Editor’s note: The author of this commentary is Tom Buchanan, the chair of the Energy Committee of the Windham Regional Commission, which has been reviewing the extended operation of Vermont Yankee since October 2007. Mr. Buchanan is writing as an individual, and not as a representative of the commission. The Windham Regional Commission is a party to the certificate of public good case on behalf of the residents of the Windham Region and neither supports nor opposes the application. The views expressed here do not reflect a position of the WRC.
One of the most contentious issues being considered by the Vermont Legislature is the continued operation of the Vermont Yankee nuclear plant. Gov. James Douglas argued in his 2010 State of the State address that the Legislature should vote to allow the Public Service Board to rule in the case, because he believes it is an issue that should be decided by regulators who function “away from the political fray.”
While that argument may have merit, Entergy has not agreed to accept a ruling from the Public Service Board, and has instead advanced a willingness to appeal a board ruling on grounds of federal preemption. Legislators should not vote on extended operations unless Entergy agrees to allow the Public Service Board to render a final and binding decision, and agrees to surrender any rights to appeal based on federal preemption.
There are an abundance of issues to tackle, including conflicts such as which legal entities have final responsibility for decommissioning, the adequacy of the decommissioning fund, the timing and level of decommissioning to be required, the density of spent fuel storage in the above ground pool and in dry casks, the replacement of an aging condenser and deteriorated spare transformer, the definition of shared revenue and the distribution of those funds under an existing 10-year Revenue Share Agreement, the benefits of a still absent Purchase Power Agreement, the representation Vermont will have in any settlement with the U.S. Department of Energy over spent fuel storage costs, levels of oversight to be maintained by the Department of Public Service, and many others.
If the State of Vermont imposes requirements that Entergy doesn’t like, the company may very well drag the process through the courts.
As in most certificate of public good cases, the Public Service Board has reviewed the issues of continued operation through an exhaustive process of hearings and public outreach, and is positioned to issue a ruling that would address those underlying concerns either by denying a new certificate of public good, or by issuing a certificate with conditions. In most cases, Vermont’s Legislature has been content to allow the Public Service Board to do that job.
The extension of operations at Vermont Yankee is very different, first because the public has expressed such strong misgivings about continued operation, and second because Entergy has threatened to litigate many of the issues that the Public Service Board may find reason to act upon.

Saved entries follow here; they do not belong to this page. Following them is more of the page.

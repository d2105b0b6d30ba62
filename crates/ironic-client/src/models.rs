//! Provisioning backend models
//!
//! Two groups of types live here: the operation inputs and outputs exchanged
//! with the state machine, and the Ironic v1 REST API wire types.

use bmc::{AccessDetails, Credentials};
use crds::{
    AutomatedCleaningMode, BootMode, CustomDeploy, FirmwareConfig, HardwareDetails, Image,
    OperationalStatus, ProvisioningState, RaidConfig, RootDeviceHints,
};
use serde::{Deserialize, Serialize, Serializer};
use serde_json::{Map, Value};
use std::fmt;
use std::sync::Arc;
use std::time::Duration;

/// Requeue delay while the backend works on a provisioning step
pub const PROVISION_REQUEUE_DELAY: Duration = Duration::from_secs(10);

/// Requeue delay while the backend deprovisions or cleans
pub const DEPROVISION_REQUEUE_DELAY: Duration = Duration::from_secs(10);

/// Requeue delay while a power change is pending
pub const POWER_REQUEUE_DELAY: Duration = Duration::from_secs(10);

/// Requeue delay while inspection runs
pub const INTROSPECTION_REQUEUE_DELAY: Duration = Duration::from_secs(15);

/// How long the BMC gets to finish a soft power-off
pub const SOFT_POWER_OFF_TIMEOUT: Duration = Duration::from_secs(180);

/// Separator between namespace and name in backend node names
pub const NAME_SEPARATOR: &str = "~";

/// Outcome of one backend operation.
///
/// `dirty` means the operation changed something and the caller should
/// check back after `requeue_after`. A non-empty `error_message` is a
/// failure reported by the backend for this host.
#[derive(Debug, Clone, Default, PartialEq, Eq)]
pub struct OperationResult {
    pub dirty: bool,
    pub requeue_after: Duration,
    pub error_message: String,
}

impl OperationResult {
    /// Nothing left to do.
    #[must_use]
    pub fn complete() -> Self {
        Self::default()
    }

    /// Work is in progress; check back after `delay`.
    #[must_use]
    pub fn continuing(delay: Duration) -> Self {
        Self {
            dirty: true,
            requeue_after: delay,
            error_message: String::new(),
        }
    }

    /// The backend was busy; try again after `delay`.
    #[must_use]
    pub fn retry_after(delay: Duration) -> Self {
        Self::continuing(delay)
    }

    /// The backend reported a failure for this host.
    #[must_use]
    pub fn failed(message: impl Into<String>) -> Self {
        Self {
            dirty: false,
            requeue_after: PROVISION_REQUEUE_DELAY,
            error_message: message.into(),
        }
    }

    #[must_use]
    pub fn is_failed(&self) -> bool {
        !self.error_message.is_empty()
    }

    /// True when the caller must not treat this as a finished step.
    #[must_use]
    pub fn is_pending(&self) -> bool {
        self.dirty || self.is_failed()
    }
}

/// Identity and BMC access of the host a backend call is made for.
#[derive(Debug, Clone, Default)]
pub struct HostData {
    pub namespace: String,
    pub name: String,
    /// Kubernetes UID, used as the node's instance UUID
    pub uid: String,
    /// Backend node identifier from a previous registration
    pub provisioning_id: String,
    pub boot_mac: Option<String>,
    pub credentials: Credentials,
    /// Absent when the host has no usable BMC details
    pub bmc_access: Option<Arc<dyn AccessDetails>>,
}

impl HostData {
    /// Backend node name, `<namespace>~<name>`.
    #[must_use]
    pub fn node_name(&self) -> String {
        format!("{}{NAME_SEPARATOR}{}", self.namespace, self.name)
    }
}

/// Inputs for registration.
#[derive(Debug, Clone, Default)]
pub struct ManagementAccessData {
    pub boot_mode: BootMode,
    pub automated_cleaning_mode: AutomatedCleaningMode,
    pub state: ProvisioningState,
    pub operational_status: OperationalStatus,
    pub current_image: Option<Image>,
    pub has_custom_deploy: bool,
    pub cpu_architecture: Option<String>,
    pub disable_power_off: bool,
}

#[derive(Debug, Clone, Copy, Default)]
pub struct AdoptData {
    pub state: ProvisioningState,
}

#[derive(Debug, Clone, Copy, Default)]
pub struct InspectData {
    pub boot_mode: BootMode,
}

/// Inputs for preparation (manual cleaning).
#[derive(Debug, Clone, Default)]
pub struct PrepareData {
    pub target_raid_config: Option<RaidConfig>,
    /// RAID layout applied by the previous preparation
    pub actual_raid_config: Option<RaidConfig>,
    pub root_device_hints: Option<RootDeviceHints>,
    pub firmware_config: Option<FirmwareConfig>,
}

/// Inputs for image deployment.
#[derive(Debug, Clone, Default)]
pub struct ProvisionData {
    pub image: Image,
    pub custom_deploy: Option<CustomDeploy>,
    pub boot_mode: BootMode,
    pub root_device_hints: Option<RootDeviceHints>,
}

#[derive(Debug, Clone, Default)]
pub struct ServicingData {
    pub firmware_config: Option<FirmwareConfig>,
}

/// Result of an inspection step.
#[derive(Debug, Clone, Default)]
pub struct InspectResult {
    pub result: OperationResult,
    /// A new inspection was started by this call
    pub started: bool,
    /// Inventory, once inspection has finished
    pub details: Option<HardwareDetails>,
}

/// Power state as reported by the backend.
#[derive(Debug, Clone, Copy, Default, PartialEq, Eq)]
pub struct HardwareState {
    /// `None` when the backend cannot tell
    pub powered_on: Option<bool>,
}

#[derive(Debug, Clone, Copy, PartialEq, Eq)]
pub enum ImageFormat {
    Iso,
    InitRd,
}

/// One firmware component and its versions
#[derive(Debug, Clone, Serialize, Deserialize, PartialEq, Eq)]
pub struct FirmwareComponent {
    pub component: String,
    #[serde(default)]
    pub initial_version: String,
    #[serde(default)]
    pub current_version: Option<String>,
    #[serde(default)]
    pub last_version_flashed: Option<String>,
}

#[derive(Debug, Clone, Serialize, Deserialize)]
pub struct FirmwareComponentList {
    #[serde(default)]
    pub firmware: Vec<FirmwareComponent>,
}
//! Root device hints
//!
//! Criteria used by the provisioning backend to pick the disk an image is
//! written to. Also reused as physical-disk selectors for software RAID.

use schemars::JsonSchema;
use serde::{Deserialize, Serialize};

#[derive(Debug, Clone, Serialize, Deserialize, JsonSchema, Default, PartialEq, Eq)]
#[serde(rename_all = "camelCase")]
pub struct RootDeviceHints {
    /// A Linux device name like "/dev/vda", or a by-path link to it like
    /// "/dev/disk/by-path/pci-0000:01:00.0-scsi-0:2:0:0"
    #[serde(default)]
    pub device_name: Option<String>,

    /// A SCSI bus address like 0:0:0:0
    #[serde(default)]
    pub hctl: Option<String>,

    /// A vendor-specific device identifier (substring match)
    #[serde(default)]
    pub model: Option<String>,

    /// The name of the vendor or manufacturer (substring match)
    #[serde(default)]
    pub vendor: Option<String>,

    /// Device serial number
    #[serde(default)]
    pub serial_number: Option<String>,

    /// The minimum size of the device in Gigabytes
    #[serde(default)]
    pub min_size_gigabytes: Option<u64>,

    /// Unique storage identifier
    #[serde(default)]
    pub wwn: Option<String>,

    /// Unique storage identifier with the vendor extension appended
    #[serde(default)]
    pub wwn_with_extension: Option<String>,

    /// Unique vendor storage identifier
    #[serde(default)]
    pub wwn_vendor_extension: Option<String>,

    /// True for rotational (HDD) devices, false for SSD/NVMe
    #[serde(default)]
    pub rotational: Option<bool>,
}

impl RootDeviceHints {
    /// True when no hint is set.
    #[must_use]
    pub fn is_empty(&self) -> bool {
        *self == Self::default()
    }
}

Much of the conflict has been debated in the open, but there is seldom seen legal maneuvering, too. Entergy concluded the certificate of good process with a “reply brief,” filed on August 7, 2009, that made liberal use of their claim to federal preemption. That claim rests on a position that the federal government alone can decide many of the issues before the board, and that if the State of Vermont imposes requirements that Entergy doesn’t like, the company may very well drag the process through the courts.
That reply brief drew on prior case law and made clear that Entergy will not tolerate any decision that might have “…some direct and substantial effect on the decisions made by those who build or operate nuclear facilities concerning radiological safety levels,” and they have defined this holding in the broadest possible terms.”
Entergy has claimed that oversight of some of the recommendations in the state-mandated Comprehensive Reliability Assessment, which Entergy has already agreed to fully address, might themselves be preempted, and argues that establishing a rigorous compliance process as proposed by one of the parties to the case would “…almost certainly lead to administrative litigation.”
They argue further that decommissioning is substantially controlled by federal law, and again suggest that related conditions imposed by the Public Service Board might likewise be preempted. Entergy argues that embracing decommissioning dose limits recommended by the Vermont State Nuclear Engineer would “conflict with the NRC goal of a consistent regulatory basis,” and is preempted, and makes a claim that imposing conditions that result in additional decommissioning costs might conflict with the goals of the Atomic Energy Act, and by inference could be preempted for this reason alone. Many of these assertions could easily be extended to almost any requirement PSB might impose.
The claims of preemption in the Entergy reply brief are extensive and may give Public Service Board cause to sidestep some critical issues, and to tread lightly on others. And the very threat of extraordinarily expensive litigation might render many board requirements unenforceable.
The Vermont Legislature would do well to recognize the troubling positions expressed in the Entergy reply brief. The Legislature should independently review every single issue and not hold a vote to release a certificate of public good unless each of those issues has first been addressed in detail through a mutually binding Memorandum of Understanding with Entergy, or through a binding agreement to accept a PSB ruling without the use of an appeal based on preemption.
It is only through such a rigorous process, agreed to by the owners of Vermont Yankee, that the public can be comfortable that PSB will rule with authority recognized by Entergy, and that concerns will be adequately addressed. A failure of the Legislature to resolve these issues, or a legislative desire to let the board rule as it normally would, might well subject the State of Vermont to a weak decision from the Public Service Board, the uncertainties of litigation, and the risk of extraordinary legal costs.